Wherever the word "crate" appears in a line of the records, copy that line.
[[ LISTED ENTRIES open ]]
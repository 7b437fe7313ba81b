//! Univariate B-spline basis evaluation.
//!
//! Everything here is expressed as iterative table filling over a triangular
//! array rather than call recursion: the Cox-de Boor recurrence is evaluated
//! bottom-up inside reusable scratch buffers, which bounds stack depth and
//! keeps per-point evaluation allocation free.

use ndarray::ArrayView1;

/// Denominators below this magnitude come from repeated knots and contribute
/// zero by the usual B-spline convention.
pub(crate) const DENOM_TOL: f64 = 1e-12;

/// Reusable buffers for basis evaluation. These are reused across points to
/// reduce allocation and improve cache locality.
#[derive(Clone, Debug)]
pub struct BasisScratch {
    left: Vec<f64>,
    right: Vec<f64>,
    table: Vec<f64>,
}

impl BasisScratch {
    #[inline]
    pub fn new(degree: usize) -> Self {
        let len = degree + 1;
        Self {
            left: vec![0.0; len],
            right: vec![0.0; len],
            table: vec![0.0; len],
        }
    }

    #[inline]
    fn ensure_degree(&mut self, degree: usize) {
        let len = degree + 1;
        if self.table.len() < len {
            self.left.resize(len, 0.0);
            self.right.resize(len, 0.0);
            self.table.resize(len, 0.0);
        }
    }
}

/// Locates the knot span containing `x` for a basis of the given degree.
///
/// Coordinates at or beyond the last distinct knot are clamped into the last
/// span of positive width, so the upper domain boundary evaluates to its
/// one-sided limit instead of falling off the basis support. Coordinates
/// below the first distinct knot select the first span; out-of-domain inputs
/// therefore extrapolate the boundary polynomial, and domain checking is the
/// caller's responsibility.
#[inline]
pub(crate) fn find_span(x: f64, degree: usize, knots: ArrayView1<'_, f64>) -> usize {
    let num_basis = knots.len() - degree - 1;
    if x >= knots[num_basis] {
        let mut span = num_basis - 1;
        while span > degree && knots[span] >= knots[span + 1] {
            span -= 1;
        }
        span
    } else if x < knots[degree] {
        degree
    } else {
        let mut span = degree;
        while span < num_basis && x >= knots[span + 1] {
            span += 1;
        }
        span
    }
}

/// Fills `scratch.table[0..=degree]` with the nonzero basis values at `x`
/// for the span `mu`, using the stable triangular form of the Cox-de Boor
/// recurrence (Algorithm A2.2 in Piegl & Tiller, "The NURBS Book").
#[inline]
fn cox_de_boor_into(
    x: f64,
    degree: usize,
    mu: usize,
    knots: ArrayView1<'_, f64>,
    scratch: &mut BasisScratch,
) {
    scratch.ensure_degree(degree);
    let left = &mut scratch.left;
    let right = &mut scratch.right;
    let table = &mut scratch.table;

    table[0] = 1.0;

    for d in 1..=degree {
        left[d] = x - knots[mu + 1 - d];
        right[d] = knots[mu + d] - x;

        let mut saved = 0.0;
        for r in 0..d {
            let den = right[r + 1] + left[d - r];
            let temp = if den.abs() > DENOM_TOL {
                table[r] / den
            } else {
                0.0
            };

            table[r] = saved + right[r + 1] * temp;
            saved = left[d - r] * temp;
        }
        table[d] = saved;
    }
}

/// Evaluates the `degree + 1` nonzero basis values at `x` into `values`,
/// returning the index of the first nonzero basis function.
#[inline]
pub fn eval_nonzero_into(
    x: f64,
    degree: usize,
    knots: ArrayView1<'_, f64>,
    values: &mut [f64],
    scratch: &mut BasisScratch,
) -> usize {
    debug_assert_eq!(values.len(), degree + 1);
    let mu = find_span(x, degree, knots);
    cox_de_boor_into(x, degree, mu, knots, scratch);
    values.copy_from_slice(&scratch.table[..=degree]);
    mu - degree
}

/// Evaluates the `order`-th derivative of the `degree + 1` nonzero basis
/// functions at `x` into `values`, returning the first nonzero basis index.
///
/// Starts from the nonzero values of the degree `p - order` basis, then
/// climbs one degree per step with the derivative recurrence
/// `D_{i,k} = k (D_{i,k-1}/(t_{i+k}-t_i) - D_{i+1,k-1}/(t_{i+k+1}-t_{i+1}))`,
/// aligning the sparse blocks by absolute basis index. Orders above the
/// degree yield all zeros.
pub fn eval_derivative_nonzero_into(
    x: f64,
    degree: usize,
    order: usize,
    knots: ArrayView1<'_, f64>,
    values: &mut [f64],
    scratch: &mut BasisScratch,
) -> usize {
    debug_assert_eq!(values.len(), degree + 1);
    if order == 0 {
        return eval_nonzero_into(x, degree, knots, values, scratch);
    }

    let mu = find_span(x, degree, knots);
    let start = mu - degree;
    values.fill(0.0);
    if order > degree {
        return start;
    }

    let base = degree - order;
    cox_de_boor_into(x, base, mu, knots, scratch);
    values[..=base].copy_from_slice(&scratch.table[..=base]);

    // Level k holds values for basis indices mu-k ..= mu at slice offsets
    // 0 ..= k. Descending offsets let the update run in place: the slot at
    // `offset` still holds the level k-1 value needed as the right operand.
    for k in (base + 1)..=degree {
        for offset in (0..=k).rev() {
            let i = mu - k + offset;
            let lower_left = if offset >= 1 { values[offset - 1] } else { 0.0 };
            let lower_right = if offset < k { values[offset] } else { 0.0 };

            let den_left = knots[i + k] - knots[i];
            let den_right = knots[i + k + 1] - knots[i + 1];
            let left_term = if den_left.abs() > DENOM_TOL {
                lower_left / den_left
            } else {
                0.0
            };
            let right_term = if den_right.abs() > DENOM_TOL {
                lower_right / den_right
            } else {
                0.0
            };
            values[offset] = (k as f64) * (left_term - right_term);
        }
    }

    start
}

#[cfg(test)]
mod tests {
    use super::*;
    use approx::assert_abs_diff_eq;
    use ndarray::{Array1, array};

    /// Independent recursive implementation of the Cox-de Boor definition,
    /// used to cross-validate the iterative table-filling evaluation.
    fn reference_bspline(x: f64, knots: &Array1<f64>, i: usize, degree: usize) -> f64 {
        let last_knot = *knots.last().expect("knot vector should be non-empty");
        let last_basis_index = knots.len() - degree - 2;

        if (x - last_knot).abs() < 1e-14 {
            return if i == last_basis_index { 1.0 } else { 0.0 };
        }

        if degree == 0 {
            // Indicator of the half-open span [t_i, t_{i+1}), closed on the
            // right only for the final span so the boundary evaluates to 1.
            if x >= knots[i] && x < knots[i + 1] {
                return 1.0;
            }
            if i == knots.len() - 2 && x == knots[i + 1] {
                return 1.0;
            }
            return 0.0;
        }

        let mut result = 0.0;
        let den1 = knots[i + degree] - knots[i];
        if den1.abs() > DENOM_TOL {
            result += (x - knots[i]) / den1 * reference_bspline(x, knots, i, degree - 1);
        }
        let den2 = knots[i + degree + 1] - knots[i + 1];
        if den2.abs() > DENOM_TOL {
            result +=
                (knots[i + degree + 1] - x) / den2 * reference_bspline(x, knots, i + 1, degree - 1);
        }
        result
    }

    fn eval_full(x: f64, degree: usize, knots: &Array1<f64>) -> Array1<f64> {
        let num_basis = knots.len() - degree - 1;
        let mut sparse = vec![0.0; degree + 1];
        let mut scratch = BasisScratch::new(degree);
        let start = eval_nonzero_into(x, degree, knots.view(), &mut sparse, &mut scratch);
        let mut full = Array1::zeros(num_basis);
        for (offset, &v) in sparse.iter().enumerate() {
            full[start + offset] = v;
        }
        full
    }

    fn check_against_reference(degree: usize, knots: &Array1<f64>) {
        let num_basis = knots.len() - degree - 1;
        for step in 0..=80 {
            let x = 4.0 * step as f64 / 80.0;
            let full = eval_full(x, degree, knots);
            for i in 0..num_basis {
                let expected = reference_bspline(x, knots, i, degree);
                assert_abs_diff_eq!(full[i], expected, epsilon = 1e-12);
            }
        }
    }

    #[test]
    fn iterative_evaluation_matches_recursive_reference() {
        // Clamped vectors with a repeated interior knot, which exercises the
        // zero-denominator convention.
        check_against_reference(1, &array![0.0, 0.0, 1.0, 2.0, 2.0, 3.0, 4.0, 4.0]);
        check_against_reference(2, &array![0.0, 0.0, 0.0, 1.0, 2.0, 2.0, 3.0, 4.0, 4.0, 4.0]);
        check_against_reference(
            3,
            &array![0.0, 0.0, 0.0, 0.0, 1.0, 2.0, 2.0, 3.0, 4.0, 4.0, 4.0, 4.0],
        );
    }

    #[test]
    fn partition_of_unity_including_boundaries() {
        let knots = array![0.0, 0.0, 0.0, 0.0, 0.5, 1.3, 2.0, 3.0, 3.0, 3.0, 3.0];
        let degree = 3;
        for step in 0..=100 {
            let x = 3.0 * step as f64 / 100.0;
            let sum: f64 = eval_full(x, degree, &knots).sum();
            assert_abs_diff_eq!(sum, 1.0, epsilon = 1e-12);
        }
    }

    #[test]
    fn first_derivative_matches_finite_difference() {
        let knots = array![0.0, 0.0, 0.0, 0.0, 1.0, 2.0, 3.0, 4.0, 4.0, 4.0, 4.0];
        let degree = 3;
        let num_basis = knots.len() - degree - 1;
        let h = 1e-6;

        let mut scratch = BasisScratch::new(degree);
        let mut deriv = vec![0.0; degree + 1];
        // Interior points away from knots, where every basis function is smooth.
        for &x in &[0.31, 0.77, 1.49, 2.22, 3.63] {
            let start =
                eval_derivative_nonzero_into(x, degree, 1, knots.view(), &mut deriv, &mut scratch);
            let plus = eval_full(x + h / 2.0, degree, &knots);
            let minus = eval_full(x - h / 2.0, degree, &knots);
            for offset in 0..=degree {
                let i = start + offset;
                assert!(i < num_basis);
                let fd = (plus[i] - minus[i]) / h;
                assert_abs_diff_eq!(deriv[offset], fd, epsilon = 1e-5);
            }
        }
    }

    #[test]
    fn second_derivative_matches_finite_difference_of_first() {
        let knots = array![0.0, 0.0, 0.0, 0.0, 1.0, 2.0, 3.0, 4.0, 4.0, 4.0, 4.0];
        let degree = 3;
        let h = 1e-6;

        let mut scratch = BasisScratch::new(degree);
        let mut second = vec![0.0; degree + 1];
        let mut first_plus = vec![0.0; degree + 1];
        let mut first_minus = vec![0.0; degree + 1];
        for &x in &[0.4, 1.6, 2.5, 3.2] {
            let start =
                eval_derivative_nonzero_into(x, degree, 2, knots.view(), &mut second, &mut scratch);
            let start_p = eval_derivative_nonzero_into(
                x + h / 2.0,
                degree,
                1,
                knots.view(),
                &mut first_plus,
                &mut scratch,
            );
            let start_m = eval_derivative_nonzero_into(
                x - h / 2.0,
                degree,
                1,
                knots.view(),
                &mut first_minus,
                &mut scratch,
            );
            assert_eq!(start, start_p);
            assert_eq!(start, start_m);
            for offset in 0..=degree {
                let fd = (first_plus[offset] - first_minus[offset]) / h;
                assert_abs_diff_eq!(second[offset], fd, epsilon = 1e-4);
            }
        }
    }

    #[test]
    fn derivative_order_above_degree_is_zero() {
        let knots = array![0.0, 0.0, 0.0, 1.0, 2.0, 2.0, 2.0];
        let degree = 2;
        let mut scratch = BasisScratch::new(degree);
        let mut values = vec![1.0; degree + 1];
        eval_derivative_nonzero_into(1.2, degree, 3, knots.view(), &mut values, &mut scratch);
        assert!(values.iter().all(|&v| v == 0.0));
    }

    #[test]
    fn full_degree_derivative_is_piecewise_constant() {
        // Third derivative of a cubic basis is constant between knots.
        let knots = array![0.0, 0.0, 0.0, 0.0, 1.0, 2.0, 3.0, 3.0, 3.0, 3.0];
        let degree = 3;
        let mut scratch = BasisScratch::new(degree);
        let mut a = vec![0.0; degree + 1];
        let mut b = vec![0.0; degree + 1];
        let start_a =
            eval_derivative_nonzero_into(1.2, degree, 3, knots.view(), &mut a, &mut scratch);
        let start_b =
            eval_derivative_nonzero_into(1.8, degree, 3, knots.view(), &mut b, &mut scratch);
        assert_eq!(start_a, start_b);
        for offset in 0..=degree {
            assert_abs_diff_eq!(a[offset], b[offset], epsilon = 1e-12);
        }
    }

    #[test]
    fn boundary_evaluation_selects_last_valid_span() {
        let knots = array![0.0, 0.0, 0.0, 0.0, 1.0, 2.0, 2.0, 2.0, 2.0];
        let degree = 3;
        let num_basis = knots.len() - degree - 1;
        let full = eval_full(2.0, degree, &knots);
        // At the clamped right boundary only the last basis function is 1.
        for i in 0..num_basis - 1 {
            assert_abs_diff_eq!(full[i], 0.0, epsilon = 1e-12);
        }
        assert_abs_diff_eq!(full[num_basis - 1], 1.0, epsilon = 1e-12);
    }
}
[[ LISTED ENTRIES closed ]]
ANSWER SECTION:
pub(crate) const DENOM_TOL: f64 = 1e-12;
pub(crate) fn find_span(x: f64, degree: usize, knots: ArrayView1<'_, f64>) -> usize {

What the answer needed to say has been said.